I found this for a JD.








and this for a Bobcat.








Kubota doesn't make a snow blower for their RTV's.


----------



## 06Sierra (Nov 30, 2008)

As long as there is a mount made for the utility vehicle. Kimpex makes one that will attatch to Rhinos and the like. Not sure what they have for the John Deere type. As ALC posted above, I'm sure some mfgrs have their own blowers.


----------



## skywagon (Nov 13, 2008)

06Sierra;674772 said:


> As long as there is a mount made for the utility vehicle. Kimpex makes one that will attatch to Rhinos and the like. Not sure what they have for the John Deere type.
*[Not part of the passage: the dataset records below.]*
#[cfg(test)]
mod tests {
    use super::*;
    use crate::clock::ManualClock;
    use crate::config::AttributionModel;
    use crate::storage::MemoryStore;
    use chrono::TimeZone;
    use std::cell::RefCell;
    use std::rc::Rc;

    #[derive(Clone, Default)]
    struct RecordingSink {
        loaded: bool,
        seen: Rc<RefCell<Vec<String>>>,
    }

    impl AnalyticsSink for RecordingSink {
        fn name(&self) -> &'static str {
            "recording"
        }

        fn is_loaded(&self) -> bool {
            self.loaded
        }

        fn send(&self, event: &SinkEvent<'_>) {
            let label = match event {
                SinkEvent::PageView(e) => format!("page:{}", e.name),
                SinkEvent::Event(e) => format!("event:{}", e.name),
                SinkEvent::AdsConversion { send_to, .. } => format!("ads:{}", send_to),
            };
            self.seen.borrow_mut().push(label);
        }
    }

    struct Fixture {
        local: MemoryStore,
        session: MemoryStore,
        clock: ManualClock,
    }

    impl Fixture {
        fn new() -> Self {
            Self {
                local: MemoryStore::new(),
                session: MemoryStore::new(),
                clock: ManualClock::new(Utc.with_ymd_and_hms(2026, 8, 15, 9, 30, 0).unwrap()),
            }
        }

        fn analytics(&self, config: &StorefrontConfig) -> EnhancedAnalytics<&MemoryStore, &MemoryStore, &ManualClock> {
            EnhancedAnalytics::new(&self.local, &self.session, &self.clock, config)
        }
    }

    fn landing() -> PageContext {
        PageContext::new(
            "https://shop.test/?utm_source=instagram&utm_medium=paid_social&utm_campaign=onepiece",
            "Home",
            "",
        )
    }

    #[test]
    fn test_page_view_is_enriched() {
        let fx = Fixture::new();
        let mut analytics = fx.analytics(&StorefrontConfig::default());
        let sink = RecordingSink { loaded: true, ..Default::default() };
        analytics.add_sink(Box::new(sink.clone()));

        let event = analytics.init(&landing());

        assert_eq!(event.name, "page_view");
        assert_eq!(event.parameters["page_path"], "/");
        assert_eq!(event.parameters["traffic_source"], "instagram");
        assert_eq!(event.parameters["traffic_type"], "paid");
        assert_eq!(event.parameters["campaign"], "onepiece");
        assert_eq!(event.parameters["session_page_views"], 1);
        assert!(event.parameters.contains_key("visitor_id"));
        assert_eq!(*sink.seen.borrow(), vec!["page:page_view".to_string()]);
    }

    #[test]
    fn test_unloaded_sink_drops_events() {
        let fx = Fixture::new();
        let mut analytics = fx.analytics(&StorefrontConfig::default());
        let offline = RecordingSink::default();
        let online = RecordingSink { loaded: true, ..Default::default() };
        analytics.add_sink(Box::new(offline.clone()));
        analytics.add_sink(Box::new(online.clone()));

        analytics.init(&landing());
        analytics.track_add_to_cart(&CartItem::new("p1", "Luffy Tee", 599.0, 2));

        assert!(offline.seen.borrow().is_empty());
        assert_eq!(online.seen.borrow().len(), 2);
        // Still recorded in the session even when no vendor is listening
        assert_eq!(analytics.sessions().session().unwrap().conversions, 1);
    }

    #[test]
    fn test_purchase_sends_ads_conversion_with_user_data() {
        let fx = Fixture::new();
        let mut config = StorefrontConfig::default();
        config.tracking.google_ads_id = Some("AW-42".into());
        config.tracking.google_ads_purchase_label = Some("buy".into());
        let mut analytics = fx.analytics(&config);
        let sink = RecordingSink { loaded: true, ..Default::default() };
        analytics.add_sink(Box::new(sink.clone()));

        analytics.init(&landing());
        let items = vec![CartItem::new("p1", "Luffy Tee", 599.0, 2)];
        let user = UserData {
            email: Some("fan@example.com".into()),
            ..UserData::default()
        };
        let event = analytics.track_purchase("ORD-1001", 1198.0, &items, &user);

        assert_eq!(event.value(), Some(1198.0));
        assert_eq!(event.parameters["transaction_id"], "ORD-1001");
        assert_eq!(event.parameters["currency"], "INR");
        assert_eq!(event.parameters["items"][0]["quantity"], 2);
        assert!(event.user_data.as_ref().unwrap().sha256_email_address.is_some());
        assert_eq!(
            *sink.seen.borrow(),
            vec!["page:page_view".to_string(), "event:purchase".to_string(), "ads:AW-42/buy".to_string()]
        );
        assert_eq!(analytics.sessions().journey().total_conversion_value, 1198.0);
    }

    #[test]
    fn test_caller_params_take_precedence() {
        let fx = Fixture::new();
        let mut analytics = fx.analytics(&StorefrontConfig::default());
        analytics.init(&landing());

        let mut params = Map::new();
        params.insert("campaign".into(), "override".into());
        let event = analytics.track_event("share", params);

        assert_eq!(event.parameters["campaign"], "override");
        assert_eq!(event.parameters["traffic_source"], "instagram");
    }

    #[test]
    fn test_first_click_survives_new_landing() {
        let fx = Fixture::new();
        let mut config = StorefrontConfig::default();
        config.tracking.attribution_model = AttributionModel::FirstClick;

        fx.analytics(&config).init(&landing());
        let mut again = fx.analytics(&config);
        let event = again.init(&PageContext::new("https://shop.test/?utm_source=google&utm_medium=cpc", "Home", ""));

        assert_eq!(event.parameters["traffic_source"], "instagram");
        assert_eq!(event.parameters["visit_count"], 2);
    }

    #[test]
    fn test_identify_sets_customer() {
        let fx = Fixture::new();
        let mut analytics = fx.analytics(&StorefrontConfig::default());
        analytics.init(&landing());
        analytics.identify("cust-77");
        let event = analytics.track_event("view_item_list", Map::new());
        assert_eq!(event.parameters["customer_id"], "cust-77");
    }

    #[test]
    fn test_sign_up_counts_and_session_ends_into_journey() {
        let fx = Fixture::new();
        let mut analytics = fx.analytics(&StorefrontConfig::default());
        analytics.init(&landing());
        let user = UserData {
            email: Some("fan@example.com".into()),
            ..UserData::default()
        };

        let event = analytics.track_sign_up("email", &user);
        assert_eq!(event.name, "sign_up");
        assert_eq!(event.parameters["method"], "email");
        assert!(event.user_data.is_some());

        analytics.end_session();
        assert!(analytics.sessions().session().is_none());
        let journey = analytics.sessions().journey();
        assert_eq!(journey.sessions.len(), 1);
        assert_eq!(journey.total_conversions, 1);
    }

    #[test]
    fn test_meta_event_mapping() {
        assert_eq!(meta_standard_event("add_to_cart"), Some("AddToCart"));
        assert_eq!(meta_standard_event("complete_registration"), Some("CompleteRegistration"));
        assert_eq!(meta_standard_event("wishlist_share"), None);
    }
}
As ALC posted above, I'm sure some mfgrs have their own blowers.


Here you go!!!

http://www.jimsrepairjimstractors.com/atv-snowblower.htm

prsportprsportprsport


----------



## 06Sierra (Nov 30, 2008)

I like the new mount compared to the one I have for my blower!!


----------



## skywagon (Nov 13, 2008)

06Sierra;674897 said:


> I like the new mount compared to the one I have for my blower!!


I like the 60 inch blower on the back of my John Deere tractor as we can leave the loader bucket on also, nice for big snow because you don't need to have a place to push it and pile it.


----------